Furthermore, training and research activities, which are of great importance to an academic centre, are often curtailed during such an outbreak. Large group training sessions are reduced for both undergraduate and postgraduate education. Medical students are not posted to cardiology wards during this outbreak. Small group teaching sessions with standardised patients (i.e. well volunteers) are encouraged instead. Conventional cardiology live meetings are replaced with continual medical education events via teleconference. Patient participation in research is also discouraged due to the risk of infections, while all recruitments for clinical trials are halted. In the long run, this will severely affect research output.

RISK MITIGATION AND ENSURING SERVICE DELIVERY

The various challenges faced by cardiology practice invite the need for risk mitigating strategies to promote staff and patient safety, and to maintain delivery of essential services. Risk mitigating strategies include early screening and risk stratification, clear workflows, personal protection and staff segregation. High index of suspicion and enhanced surveillance are required to identify cases early (especially in those who present atypically) and for right siting. Patients with underlying cardiovascular conditions may need to be prioritised for treatment due to the higher risk of adverse outcomes. Particular care has to be taken in patients who require critical care interventions and aerosolising procedures, as misdiagnosis can have serious implications. In addition, strict adherence to guidelines for personal protection equipment and hand washing is required to prevent staff exposure and nosocomial spread. Staff segregation also ensures redundancy in case of sickness or quarantine.

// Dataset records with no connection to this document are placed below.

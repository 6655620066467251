//! Per-call counters, shared by the receive loop and the egress relays.

use super::registry::BridgeTotals;
use serde::Serialize;
use std::sync::atomic::{AtomicU64, Ordering};

#[derive(Debug, Default)]
pub struct SessionStats {
    pub media_received: AtomicU64,
    pub ingress_submitted: AtomicU64,
    pub ingress_dropped: AtomicU64,
    pub decode_errors: AtomicU64,
    /// Media sequence numbers that did not follow the previous one
    pub sequence_gaps: AtomicU64,
    pub protocol_errors: AtomicU64,
    pub egress_sent: AtomicU64,
    pub egress_skipped: AtomicU64,
    pub relays_started: AtomicU64,
}

/// Plain copy of [`SessionStats`] for logs and assertions.
#[derive(Debug, Clone, Copy, Default, PartialEq, Eq, Serialize)]
pub struct SessionStatsSnapshot {
    pub media_received: u64,
    pub ingress_submitted: u64,
    pub ingress_dropped: u64,
    pub decode_errors: u64,
    pub sequence_gaps: u64,
    pub protocol_errors: u64,
    pub egress_sent: u64,
    pub egress_skipped: u64,
    pub relays_started: u64,
}

impl SessionStats {
    pub fn bump(counter: &AtomicU64) {
        counter.fetch_add(1, Ordering::Relaxed);
    }

    pub fn snapshot(&self) -> SessionStatsSnapshot {
        SessionStatsSnapshot {
            media_received: self.media_received.load(Ordering::Relaxed),
            ingress_submitted: self.ingress_submitted.load(Ordering::Relaxed),
            ingress_dropped: self.ingress_dropped.load(Ordering::Relaxed),
            decode_errors: self.decode_errors.load(Ordering::Relaxed),
            sequence_gaps: self.sequence_gaps.load(Ordering::Relaxed),
            protocol_errors: self.protocol_errors.load(Ordering::Relaxed),
            egress_sent: self.egress_sent.load(Ordering::Relaxed),
            egress_skipped: self.egress_skipped.load(Ordering::Relaxed),
            relays_started: self.relays_started.load(Ordering::Relaxed),
        }
    }
}

impl SessionStatsSnapshot {
    /// Add this call's counters to the process totals.
    pub fn fold_into(&self, totals: &BridgeTotals) {
        totals.media_received.fetch_add(self.media_received, Ordering::Relaxed);
        totals.ingress_submitted.fetch_add(self.ingress_submitted, Ordering::Relaxed);
        totals.ingress_dropped.fetch_add(self.ingress_dropped, Ordering::Relaxed);
        totals.egress_sent.fetch_add(self.egress_sent, Ordering::Relaxed);
        totals.egress_skipped.fetch_add(self.egress_skipped, Ordering::Relaxed);
    }
}
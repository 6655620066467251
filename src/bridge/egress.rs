//! # Egress Relay (room → caller)
//!
//! One relay runs per subscribed remote audio track. For every frame it:
//! 1. folds stereo to mono by averaging
//! 2. resamples to the wire rate with its own carried [`ResampleState`]
//! 3. re-chunks into exact wire chunks (160 samples for 8kHz / 20ms)
//! 4. compands to μ-law, base64-encodes and tags the chunk with the stream id
//!
//! A frame that cannot be converted, or a chunk that cannot be written, is
//! skipped. Nothing a single frame does ends the relay; only the end of the
//! subscription or the session's cancellation token does.

use super::stats::SessionStats;
use super::wire::OutboundSignal;
use crate::audio::codec;
use crate::audio::frame::{PcmFrame, WireFormat};
use crate::audio::resample::{fold_to_mono, ResampleState};
use crate::error::BridgeResult;
use crate::room::PcmFrameStream;
use base64::engine::general_purpose::STANDARD;
use base64::Engine;
use futures_util::StreamExt;
use std::sync::Arc;
use tokio::sync::mpsc;
use tokio_util::sync::CancellationToken;
use tracing::{debug, info, warn};

/// Converter state for one subscribed track.
pub struct EgressRelay {
    track_sid: String,
    stream_sid: String,
    wire: WireFormat,
    resample: Option<ResampleState>,
    mono: Vec<i16>,
    /// Wire-rate samples not yet filling a whole chunk
    pending: Vec<i16>,
    companded: Vec<u8>,
}

impl EgressRelay {
    pub fn new(track_sid: impl Into<String>, stream_sid: impl Into<String>, wire: WireFormat) -> Self {
        let chunk = wire.samples_per_chunk();
        Self {
            track_sid: track_sid.into(),
            stream_sid: stream_sid.into(),
            wire,
            resample: None,
            mono: Vec::new(),
            pending: Vec::with_capacity(chunk * 2),
            companded: Vec::with_capacity(chunk),
        }
    }

    /// Turn one room frame into zero or more complete wire chunks.
    pub fn convert(&mut self, frame: &PcmFrame) -> BridgeResult<Vec<OutboundSignal>> {
        frame.validate()?;

        let wire_rate = self.wire.sample_rate;
        if let Some(old) = &self.resample {
            if !old.matches(frame.sample_rate, wire_rate) {
                debug!(
                    track = %self.track_sid,
                    from = old.from_rate(),
                    to = frame.sample_rate,
                    "Remote track changed sample rate, resetting resampler"
                );
                self.resample = None;
            }
        }
        let state = self
            .resample
            .get_or_insert_with(|| ResampleState::new(frame.sample_rate, wire_rate));

        self.mono.clear();
        fold_to_mono(&frame.samples, frame.channels, &mut self.mono);
        state.process(&self.mono, &mut self.pending);

        let chunk = self.wire.samples_per_chunk();
        let mut signals = Vec::with_capacity(self.pending.len() / chunk);
        let mut consumed = 0;
        while self.pending.len() - consumed >= chunk {
            self.companded.clear();
            codec::compand_into(&self.pending[consumed..consumed + chunk], &mut self.companded);
            signals.push(OutboundSignal::media(
                self.stream_sid.clone(),
                STANDARD.encode(&self.companded),
            ));
            consumed += chunk;
        }
        self.pending.drain(..consumed);

        Ok(signals)
    }

    /// Relay frames until the subscription ends or `cancel` fires.
    pub async fn run(
        mut self,
        mut frames: PcmFrameStream,
        outbound: mpsc::Sender<OutboundSignal>,
        cancel: CancellationToken,
        stats: Arc<SessionStats>,
    ) {
        info!(track = %self.track_sid, stream_sid = %self.stream_sid, "Egress relay started");

        loop {
            let frame = tokio::select! {
                biased;
                _ = cancel.cancelled() => break,
                frame = frames.next() => match frame {
                    Some(frame) => frame,
                    None => break,
                },
            };

            let signals = match self.convert(&frame) {
                Ok(signals) => signals,
                Err(err) => {
                    SessionStats::bump(&stats.egress_skipped);
                    warn!(track = %self.track_sid, error = %err, "Skipping room frame");
                    continue;
                }
            };

            for signal in signals {
                tokio::select! {
                    biased;
                    _ = cancel.cancelled() => break,
                    sent = outbound.send(signal) => match sent {
                        Ok(()) => SessionStats::bump(&stats.egress_sent),
                        Err(_) => {
                            SessionStats::bump(&stats.egress_skipped);
                            debug!(track = %self.track_sid, "Duplex stream gone, chunk skipped");
                        }
                    },
                }
            }
        }

        info!(track = %self.track_sid, stream_sid = %self.stream_sid, "Egress relay stopped");
    }
}

#[cfg(test)]
mod tests {
    use super::*;
    use crate::bridge::wire::OutboundMedia;
    use tokio_stream::wrappers::ReceiverStream;

    fn relay() -> EgressRelay {
        EgressRelay::new("TR_1", "MZ123", WireFormat::telephony(8000, 20))
    }

    fn tone(len: usize, channels: u16, rate: u32) -> PcmFrame {
        let samples = (0..len)
            .map(|i| ((i as f64 * 0.05).sin() * 8000.0) as i16)
            .flat_map(|s| std::iter::repeat(s).take(channels as usize))
            .collect();
        PcmFrame::new(samples, rate, channels)
    }

    fn payload_len(signal: &OutboundSignal) -> usize {
        let OutboundSignal::Media { media: OutboundMedia { payload }, .. } = signal;
        STANDARD.decode(payload).unwrap().len()
    }

    #[test]
    fn test_20ms_room_frame_becomes_one_wire_chunk() {
        let mut relay = relay();
        for _ in 0..5 {
            let signals = relay.convert(&tone(960, 1, 48000)).unwrap();
            assert_eq!(signals.len(), 1);
            assert_eq!(payload_len(&signals[0]), 160);
            let OutboundSignal::Media { stream_sid, .. } = &signals[0];
            assert_eq!(stream_sid, "MZ123");
        }
    }

    #[test]
    fn test_stereo_and_odd_sized_frames_are_rechunked() {
        let mut relay = relay();
        let mut chunks = 0;
        // 10ms stereo frames: two of them make one wire chunk
        for _ in 0..10 {
            let signals = relay.convert(&tone(480, 2, 48000)).unwrap();
            assert!(signals.iter().all(|s| payload_len(s) == 160));
            chunks += signals.len();
        }
        assert_eq!(chunks, 5);
    }

    #[test]
    fn test_rate_change_resets_state() {
        let mut relay = relay();
        relay.convert(&tone(960, 1, 48000)).unwrap();

        let mut chunks = 0;
        for _ in 0..4 {
            chunks += relay.convert(&tone(320, 1, 16000)).unwrap().len();
        }
        assert!((3..=4).contains(&chunks), "{}", chunks);
    }

    #[test]
    fn test_malformed_frame_is_an_error_and_relay_continues() {
        let mut relay = relay();
        assert!(relay.convert(&PcmFrame::new(vec![0; 961], 48000, 2)).is_err());
        assert!(relay.convert(&PcmFrame::new(vec![0; 960], 0, 1)).is_err());
        assert_eq!(relay.convert(&tone(960, 1, 48000)).unwrap().len(), 1);
    }

    #[tokio::test]
    async fn test_run_stops_on_cancel() {
        let (frame_tx, frame_rx) = mpsc::channel(8);
        let (out_tx, mut out_rx) = mpsc::channel(8);
        let cancel = CancellationToken::new();
        let stats = Arc::new(SessionStats::default());

        let task = tokio::spawn(relay().run(
            ReceiverStream::new(frame_rx).boxed(),
            out_tx,
            cancel.clone(),
            stats.clone(),
        ));

        frame_tx.send(tone(960, 1, 48000)).await.unwrap();
        frame_tx.send(PcmFrame::new(vec![], 48000, 1)).await.unwrap();
        frame_tx.send(tone(960, 1, 48000)).await.unwrap();

        assert!(out_rx.recv().await.is_some());
        assert!(out_rx.recv().await.is_some());

        cancel.cancel();
        task.await.unwrap();

        let snapshot = stats.snapshot();
        assert_eq!(snapshot.egress_sent, 2);
        assert_eq!(snapshot.egress_skipped, 1);
    }

    #[tokio::test]
    async fn test_closed_duplex_skips_chunks_without_ending_relay() {
        let (frame_tx, frame_rx) = mpsc::channel(8);
        let (out_tx, out_rx) = mpsc::channel(8);
        drop(out_rx);
        let stats = Arc::new(SessionStats::default());

        let task = tokio::spawn(relay().run(
            ReceiverStream::new(frame_rx).boxed(),
            out_tx,
            CancellationToken::new(),
            stats.clone(),
        ));

        for _ in 0..3 {
            frame_tx.send(tone(960, 1, 48000)).await.unwrap();
        }
        drop(frame_tx);
        task.await.unwrap();

        assert_eq!(stats.snapshot().egress_skipped, 3);
        assert_eq!(stats.snapshot().egress_sent, 0);
    }
}
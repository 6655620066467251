//! # Streaming Sample-Rate Conversion
//!
//! Converts 16-bit PCM between two sample rates one chunk at a time. The
//! conversion is *stateful*: everything needed to continue the signal (low-pass
//! filter history, the last input sample and the fractional read position) is
//! kept in a [`ResampleState`] and carried into the next call.
//!
//! ## Why state matters:
//! Resetting between 20ms chunks restarts the interpolation phase and the
//! filter at every boundary, which is audible as a click 50 times a second.
//! With the carried state, processing two chunks back to back produces exactly
//! the same samples as processing their concatenation in one call.
//!
//! ## Method:
//! 1. **Anti-alias filter** (downsampling only): windowed-sinc FIR in Q15
//!    fixed point, cut off just below the output Nyquist frequency
//! 2. **Linear interpolation** at an exact rational step (`from / to` reduced
//!    by their GCD), so the read position never drifts
//!
//! Each direction of each call owns its own state; states are never shared.

use std::f64::consts::PI;

/// Fixed-point scale of the filter coefficients.
const Q15: i32 = 1 << 15;

/// Fraction of the output Nyquist frequency kept by the anti-alias filter.
const CUTOFF_RATIO: f64 = 0.9;

/// Carry-over state for one resampling stream.
#[derive(Debug, Clone)]
pub struct ResampleState {
    from_rate: u32,
    to_rate: u32,
    /// Output step numerator (reduced `to_rate`)
    up: i64,
    /// Input step (reduced `from_rate`)
    down: i64,
    /// Read position of the next output sample, in units of `1 / up` input
    /// samples, relative to the first sample of the next chunk
    position: i64,
    /// Last (filtered) input sample of the previous chunk
    previous: Option<i16>,
    /// Anti-alias filter, present only when downsampling
    filter: Option<LowPassFilter>,
}

impl ResampleState {
    /// Create fresh state converting `from_rate` Hz into `to_rate` Hz.
    pub fn new(from_rate: u32, to_rate: u32) -> Self {
        let from = from_rate.max(1);
        let to = to_rate.max(1);
        let divisor = gcd(from, to);

        let filter = if to < from {
            Some(LowPassFilter::new(from, to))
        } else {
            None
        };

        Self {
            from_rate: from,
            to_rate: to,
            up: (to / divisor) as i64,
            down: (from / divisor) as i64,
            position: 0,
            previous: None,
            filter,
        }
    }

    /// Input rate this state was built for.
    pub fn from_rate(&self) -> u32 {
        self.from_rate
    }

    /// Whether the state converts `from_rate` into `to_rate`.
    pub fn matches(&self, from_rate: u32, to_rate: u32) -> bool {
        self.from_rate == from_rate && self.to_rate == to_rate
    }

    /// Convert one chunk, appending the output samples to `output`.
    ///
    /// Output samples whose right-hand neighbour is not available yet are
    /// deferred to the next call, so the total output over a stream does not
    /// depend on how the input was split into chunks.
    pub fn process(&mut self, input: &[i16], output: &mut Vec<i16>) {
        if input.is_empty() {
            return;
        }

        if self.up == self.down {
            output.extend_from_slice(input);
            return;
        }

        let filtered;
        let samples: &[i16] = match &mut self.filter {
            Some(filter) => {
                filtered = filter.apply(input);
                &filtered
            }
            None => input,
        };

        let count = samples.len() as i64;
        output.reserve(((count * self.up) / self.down + 1) as usize);

        // Sample at index -1 is the tail of the previous chunk
        let previous = self.previous;
        let at = |index: i64| -> i32 {
            if index < 0 {
                previous.unwrap_or(samples[0]) as i32
            } else {
                samples[index as usize] as i32
            }
        };

        loop {
            let index = self.position.div_euclid(self.up);
            let fraction = self.position.rem_euclid(self.up);
            if index + 1 >= count {
                break;
            }

            let left = at(index) as i64;
            let right = at(index + 1) as i64;
            let weighted = left * (self.up - fraction) + right * fraction;
            output.push(round_div(weighted, self.up) as i16);

            self.position += self.down;
        }

        self.position -= count * self.up;
        self.previous = samples.last().copied();
    }
}

/// Fold interleaved multi-channel samples to mono by averaging each frame.
///
/// Any trailing partial frame is ignored.
pub fn fold_to_mono(interleaved: &[i16], channels: u16, output: &mut Vec<i16>) {
    let channels = channels.max(1) as usize;
    if channels == 1 {
        output.extend_from_slice(interleaved);
        return;
    }

    output.reserve(interleaved.len() / channels);
    for frame in interleaved.chunks_exact(channels) {
        let sum: i32 = frame.iter().map(|&s| s as i32).sum();
        output.push((sum / channels as i32) as i16);
    }
}

/// Windowed-sinc low-pass FIR with history carried across chunks.
#[derive(Debug, Clone)]
struct LowPassFilter {
    /// Q15 coefficients, symmetric
    taps: Vec<i32>,
    /// Last `taps.len() - 1` input samples
    history: Vec<i16>,
}

impl LowPassFilter {
    fn new(from_rate: u32, to_rate: u32) -> Self {
        let ratio = (from_rate as f64 / to_rate as f64).ceil() as usize;
        let half = 4 * ratio.max(1);
        let len = 2 * half + 1;

        // Normalized cutoff in cycles per input sample
        let cutoff = 0.5 * CUTOFF_RATIO * to_rate as f64 / from_rate as f64;

        let raw: Vec<f64> = (0..len)
            .map(|n| {
                let x = n as f64 - half as f64;
                let sinc = if x == 0.0 {
                    2.0 * cutoff
                } else {
                    (2.0 * PI * cutoff * x).sin() / (PI * x)
                };
                // Blackman window
                let w = 0.42 - 0.5 * (2.0 * PI * n as f64 / (len - 1) as f64).cos()
                    + 0.08 * (4.0 * PI * n as f64 / (len - 1) as f64).cos();
                sinc * w
            })
            .collect();

        let gain: f64 = raw.iter().sum();
        let taps = raw
            .iter()
            .map(|c| (c / gain * Q15 as f64).round() as i32)
            .collect();

        Self {
            taps,
            history: vec![0; len - 1],
        }
    }

    fn apply(&mut self, input: &[i16]) -> Vec<i16> {
        let keep = self.history.len();
        let mut extended = Vec::with_capacity(keep + input.len());
        extended.extend_from_slice(&self.history);
        extended.extend_from_slice(input);

        let mut output = Vec::with_capacity(input.len());
        for window in extended.windows(self.taps.len()) {
            let acc: i64 = window
                .iter()
                .rev()
                .zip(&self.taps)
                .map(|(&s, &c)| s as i64 * c as i64)
                .sum();
            let value = round_div(acc, Q15 as i64);
            output.push(value.clamp(i16::MIN as i64, i16::MAX as i64) as i16);
        }

        self.history.copy_from_slice(&extended[extended.len() - keep..]);
        output
    }
}

fn gcd(mut a: u32, mut b: u32) -> u32 {
    while b != 0 {
        let t = a % b;
        a = b;
        b = t;
    }
    a.max(1)
}

/// Integer division rounding half away from zero.
fn round_div(value: i64, divisor: i64) -> i64 {
    if value >= 0 {
        (value + divisor / 2) / divisor
    } else {
        (value - divisor / 2) / divisor
    }
}

#[cfg(test)]
mod tests {
    use super::*;

    fn resample(input: &[i16], state: &mut ResampleState) -> Vec<i16> {
        let mut output = Vec::new();
        state.process(input, &mut output);
        output
    }

    fn sine(len: usize, rate: u32, freq: f64, amplitude: f64) -> Vec<i16> {
        (0..len)
            .map(|i| ((2.0 * PI * freq * i as f64 / rate as f64).sin() * amplitude) as i16)
            .collect()
    }

    #[test]
    fn test_chunked_output_matches_single_pass_downsampling() {
        let signal = sine(960, 48000, 440.0, 12000.0);

        let mut whole = ResampleState::new(48000, 8000);
        let expected = resample(&signal, &mut whole);

        let mut chunked = ResampleState::new(48000, 8000);
        let mut actual = resample(&signal[..480], &mut chunked);
        actual.extend(resample(&signal[480..], &mut chunked));

        assert_eq!(actual, expected);
    }

    #[test]
    fn test_chunked_output_matches_single_pass_upsampling() {
        let signal = sine(320, 8000, 300.0, 9000.0);

        let mut whole = ResampleState::new(8000, 48000);
        let expected = resample(&signal, &mut whole);

        let mut chunked = ResampleState::new(8000, 48000);
        let mut actual = Vec::new();
        for chunk in signal.chunks(160) {
            chunked.process(chunk, &mut actual);
        }

        assert_eq!(actual, expected);
    }

    #[test]
    fn test_uneven_chunks_match_single_pass() {
        let signal = sine(1000, 44100, 1000.0, 8000.0);

        let mut whole = ResampleState::new(44100, 8000);
        let expected = resample(&signal, &mut whole);

        let mut chunked = ResampleState::new(44100, 8000);
        let mut actual = Vec::new();
        for chunk in signal.chunks(137) {
            chunked.process(chunk, &mut actual);
        }

        assert_eq!(actual, expected);
    }

    #[test]
    fn test_output_length_follows_ratio() {
        let mut state = ResampleState::new(48000, 8000);
        let mut total = 0;
        for _ in 0..50 {
            total += resample(&vec![0i16; 480], &mut state).len();
        }
        // 50 × 10ms at 8kHz, minus at most one deferred sample
        assert!((3999..=4000).contains(&total), "got {}", total);
    }

    #[test]
    fn test_passthrough_when_rates_match() {
        let mut state = ResampleState::new(8000, 8000);
        let input = vec![1, -2, 3, -4];
        assert_eq!(resample(&input, &mut state), input);
    }

    #[test]
    fn test_low_tone_survives_downsampling() {
        let signal = sine(4800, 48000, 400.0, 10000.0);
        let mut state = ResampleState::new(48000, 8000);
        let output = resample(&signal, &mut state);
        let peak = output[100..].iter().map(|s| s.abs()).max().unwrap_or(0);
        assert!(peak > 9000, "peak {}", peak);
    }

    #[test]
    fn test_fold_to_mono_averages_pairs() {
        let mut mono = Vec::new();
        fold_to_mono(&[100, 300, -50, 50, 7], 2, &mut mono);
        assert_eq!(mono, vec![200, 0]);
    }

    #[test]
    fn test_fresh_states_are_independent() {
        let signal = sine(480, 48000, 440.0, 12000.0);
        let mut used = ResampleState::new(48000, 8000);
        resample(&signal, &mut used);

        let mut fresh = ResampleState::new(48000, 8000);
        let again = resample(&signal, &mut fresh);
        assert_eq!(again, resample(&signal, &mut ResampleState::new(48000, 8000)));
        assert!(fresh.matches(48000, 8000));
        assert!(!fresh.matches(8000, 48000));
    }
}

During an outbreak, technology can be embraced for continued delivery of services. Patients who require essential services should not be denied what is clinically indicated. Vaccination needs to be current and guideline-directed treatment of cardiac illnesses should also be reinforced to ensure that cardiac conditions remain stable. Potential methods to sustain services while reducing the risk of infection include tele-monitoring and video consultation, while online video-conferencing platforms can be used for continuous medical education activities.

CONCLUSION

The SARS outbreak caught Singapore unawares, and we lost a few of our own in that battle. The level of preparedness since then has been considerable.(11,12) While COVID-19 poses various challenges to cardiology practice and service delivery, with careful planning, use of technology and adherence to established infection control strategies, we hope to soon overcome this pandemic.